Norway was put on this planet for photographer, I’m absolutely convinced by that!

I recently made a journey to Norway, specifically to the amazing, majestic fjords of the South, and one of the missions while I was there was to make the climb to Kjeragbolten.

My master plan was to reach the famous rock, which is wedged between two cliff faces atop the mountain, some 1km above the fjord below, for sunrise. It was about 10km hike up the equivalent of 157 storeys, so it was going to take some time. Adding to the challenge was the fact the there were three plateaus on the ascent, each one followed by a sharp descent before the subsequent ascent, meaning that every time I climbed I would lose the height I’d gained and have to climb it again with an additional climb the next time. This was a serious morale killer, but I pushed on! I left the car in the dark at 1am to start my climb.

To make matters worse, rewinding a little, while driving through the mountain roads to the trailhead I was met time and again by this: –

Yep, those sheep are just sleeping across the road! They’re lucky I saw them!

On the way up, at around the halfway point, there’s an emergency hut made from the granite stone that makes up the mountain, which gives an idea of how dangerous a walk this is. These emergency huts are across many mountain ranges and typically contain blankets, water, and food to keep the stricken hiker warm and nourished until they can proceed with their journey or seek rescue. It didn’t exactly fill me with confidence, but it certainly spurred me on and made me realise I was actually achieving something here.

All along the way there are clues to point out the right path. Sometimes there are red markers and all the way there are stone piles which, although useful, don’t all go the same way. There are other routes across the mountain and these stone piles highlight all of them, so it’s important to use a compass to work out which path of stone piles is the right one!

I reached the summit at about 4am and walked across the final plateau, all chuffed with myself, in time to catch the sunrise over the fjord way below me and to see the famous Kjeragbolten, carried there by glacial ice flows however many years ago when the last ice age caused the ice to reach this far south, leaving this rock wedged in such a curious way with a sheer drop beneath it.

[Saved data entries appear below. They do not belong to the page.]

//! Transient play/pause/mute overlay visibility.

use crate::scheduler::{FiredTimer, Scheduler, TimerKind, TimerSlot};
use std::time::Duration;

/// Shows the HUD on qualifying events and hides it again after a fixed
/// delay, but only while the active item is playing.
///
/// Every qualifying event restarts the countdown from scratch (cancel, then
/// re-arm) instead of extending the existing deadline.
#[derive(Debug)]
pub struct HudVisibilityTimer {
    visible: bool,
    auto_hide: Duration,
    timer: TimerSlot,
}

impl HudVisibilityTimer {
    pub fn new(auto_hide: Duration) -> Self {
        Self {
            visible: true,
            auto_hide,
            timer: TimerSlot::new(),
        }
    }

    pub fn is_visible(&self) -> bool {
        self.visible
    }

    pub fn is_counting_down(&self) -> bool {
        self.timer.is_armed()
    }

    /// Makes the HUD visible and restarts the countdown if `playing`;
    /// while paused it stays up indefinitely.
    pub fn show(&mut self, scheduler: &mut Scheduler, now: Duration, playing: bool) {
        if !self.visible {
            log::debug!("hud shown");
        }
        self.visible = true;
        if playing {
            self.timer
                .arm(scheduler, now + self.auto_hide, TimerKind::HudAutoHide);
        } else {
            self.timer.cancel(scheduler);
        }
    }

    /// Handles a fired timer. Returns `true` when the HUD was hidden.
    pub fn on_timer(&mut self, fired: &FiredTimer) -> bool {
        if fired.kind != TimerKind::HudAutoHide || !self.timer.claim(fired.id) {
            return false;
        }
        log::debug!("hud auto-hidden");
        self.visible = false;
        true
    }

    pub fn cancel(&mut self, scheduler: &mut Scheduler) {
        self.timer.cancel(scheduler);
    }
}
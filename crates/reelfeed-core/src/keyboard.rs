//! Keyboard shortcuts as an alternate input source.

#[derive(Clone, Copy, Debug, PartialEq, Eq, Hash)]
pub enum KeyCommand {
    Next,
    Previous,
    TogglePause,
    ToggleMute,
    Like,
}

impl KeyCommand {
    /// Maps a DOM-style `KeyboardEvent.key` value. Letters are
    /// case-insensitive.
    pub fn from_key(key: &str) -> Option<Self> {
        match key {
            "ArrowDown" | "PageDown" => return Some(KeyCommand::Next),
            "ArrowUp" | "PageUp" => return Some(KeyCommand::Previous),
            " " | "Spacebar" => return Some(KeyCommand::TogglePause),
            _ => {}
        }
        let mut chars = key.chars();
        let (Some(letter), None) = (chars.next(), chars.next()) else {
            return None;
        };
        match letter.to_ascii_lowercase() {
            'j' => Some(KeyCommand::Next),
            'k' => Some(KeyCommand::Previous),
            'p' => Some(KeyCommand::TogglePause),
            'm' => Some(KeyCommand::ToggleMute),
            'l' => Some(KeyCommand::Like),
            _ => None,
        }
    }
}
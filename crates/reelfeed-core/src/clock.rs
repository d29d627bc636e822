//! Time sources for the engine.
//!
//! All engine timestamps are offsets from the clock's origin. The host drives
//! the engine once per display frame, so timers are only as precise as the
//! frame cadence.

use std::cell::Cell;
use std::rc::Rc;
use std::time::Duration;
// Use web-time for cross-platform time support (native + WASM)
use web_time::Instant;

/// Monotonic time source.
pub trait FrameClock {
    /// Time elapsed since the clock's origin.
    fn now(&self) -> Duration;
}

/// Wall clock backed by `web_time::Instant`.
#[derive(Clone, Copy, Debug)]
pub struct SystemClock {
    origin: Instant,
}

impl SystemClock {
    pub fn new() -> Self {
        Self {
            origin: Instant::now(),
        }
    }
}

impl Default for SystemClock {
    fn default() -> Self {
        Self::new()
    }
}

impl FrameClock for SystemClock {
    fn now(&self) -> Duration {
        self.origin.elapsed()
    }
}

/// Clock advanced explicitly by the caller. Clones share the same time.
#[derive(Clone, Debug, Default)]
pub struct ManualClock {
    now: Rc<Cell<Duration>>,
}

impl ManualClock {
    pub fn new() -> Self {
        Self::default()
    }

    pub fn set(&self, now: Duration) {
        self.now.set(now);
    }

    pub fn advance(&self, by: Duration) {
        self.now.set(self.now.get() + by);
    }

    pub fn advance_ms(&self, ms: u64) {
        self.advance(Duration::from_millis(ms));
    }
}

impl FrameClock for ManualClock {
    fn now(&self) -> Duration {
        self.now.get()
    }
}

The walk back down wasn’t quite as ‘down’ as I would have liked, with the plateau’s meaning I was still making three steep, long ascents as well, but the rewarding feeling was boosting my energy levels just as much as the beautiful views of the sun still rising over the fjords and mountains along the way.

If you’re considering doing the Kjerag hike it’s worth noting that, even by Norwegian standards, it’s rated as ‘hard’ but it’s well worth it in the right weather conditions!